Friday, 18 December 2015: 14:10
3012 (Moscone West)
Abhishek Chatterjee, NASA Goddard Space Flight Center, Greenbelt, MD, United States
Abstract:
Isolating the drivers and variations in column-averaged dry air mole fraction of carbon dioxide (XCO2) is essential for mining information from space-based remote-sensing observations, such as those available from the Orbiting Carbon Observatory-2 (OCO-2). Contrary to the large number of studies analyzing the variability of surface CO2 concentrations, studies analyzing the spatiotemporal variability of XCO2 are relatively limited. More importantly, these results are either based on a sparse network of ground-based total column observations (i.e., from the Total Column Carbon Observing Network - TCCON) or derived from low-resolution model simulations.

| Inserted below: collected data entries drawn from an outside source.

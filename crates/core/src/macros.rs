// SPDX-License-Identifier: BUSL-1.1
// Copyright (c) 2026 Alfred Jean LLC

//! Boilerplate macros for seeds, configs and test builders.

/// Chained setters for a struct with public-in-crate fields.
///
/// Use inside an `impl` block. `into` fields accept `impl Into<T>`, `set`
/// fields take the value as is.
///
/// ```ignore
/// impl TrackerConfig {
///     ot_core::setters! {
///         set { poll_interval: Duration }
///     }
/// }
/// ```
#[macro_export]
macro_rules! setters {
    (
        $(into { $( $into_field:ident : $into_ty:ty ),* $(,)? })?
        $(set { $( $set_field:ident : $set_ty:ty ),* $(,)? })?
    ) => {
        $($(
            pub fn $into_field(mut self, value: impl Into<$into_ty>) -> Self {
                self.$into_field = value.into();
                self
            }
        )*)?
        $($(
            pub fn $set_field(mut self, value: $set_ty) -> Self {
                self.$set_field = value;
                self
            }
        )*)?
    };
}

/// Test builder for a record type, compiled only for tests and the
/// `test-support` feature.
///
/// Every `into`/`set` field gets a default and a setter. Fields listed under
/// `default` have no setter and start from `Default::default()`.
///
/// ```ignore
/// crate::builder! {
///     pub struct OperationBuilder => Operation {
///         into { id: String = "42" }
///         set { progress: u8 = 0 }
///         default { extra }
///     }
/// }
/// ```
#[macro_export]
macro_rules! builder {
    (
        pub struct $builder:ident => $target:ident {
            into { $( $into_field:ident : $into_ty:ty = $into_default:expr ),* $(,)? }
            set { $( $set_field:ident : $set_ty:ty = $set_default:expr ),* $(,)? }
            $(default { $( $default_field:ident ),* $(,)? })?
        }
    ) => {
        #[cfg(any(test, feature = "test-support"))]
        pub struct $builder {
            $( $into_field: $into_ty, )*
            $( $set_field: $set_ty, )*
        }

        #[cfg(any(test, feature = "test-support"))]
        impl Default for $builder {
            fn default() -> Self {
                Self {
                    $( $into_field: $into_default.into(), )*
                    $( $set_field: $set_default, )*
                }
            }
        }

        #[cfg(any(test, feature = "test-support"))]
        impl $builder {
            $crate::setters! {
                into { $( $into_field: $into_ty ),* }
                set { $( $set_field: $set_ty ),* }
            }

            pub fn build(self) -> $target {
                $target {
                    $( $into_field: self.$into_field, )*
                    $( $set_field: self.$set_field, )*
                    $($( $default_field: Default::default(), )*)?
                }
            }
        }

        #[cfg(any(test, feature = "test-support"))]
        impl $target {
            pub fn builder() -> $builder {
                $builder::default()
            }
        }
    };
}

In this study, using the high-resolution (~7 km) GEOS-5 model simulated fields and the high-density observations from OCO-2, we investigate how variability in surface fluxes and/or meteorological drivers impact the observed XCO2 variability across a range of scales. The study focuses on ~13:30 LT and is designed to highlight the significant contributors to local and regional scale XCO2 variability from daily to seasonal timescales. In collaboration with the OCO-2 Validation team, the variability information is also being used to identify small geographical areas (<1° or ~100km) where the XCO2 is expected to be relatively constant. These small areas then serve as target regions for examining the potential of external variables (for e.g., surface reflectance, aerosol) to generate biases (variability) in the XCO2 retrievals in those regions. We will also show comparison results of the model-based variability analyses with the variability statistics derived from actual OCO-2 retrievals. This comparison serves as an important consistency check for the simulated fields from the GEOS-5 model. Finally, we will review these results in terms of assessing and quantifying representation errors as well as developing and implementing data thinning/‘superobbing’ algorithms for OCO-2 retrievals.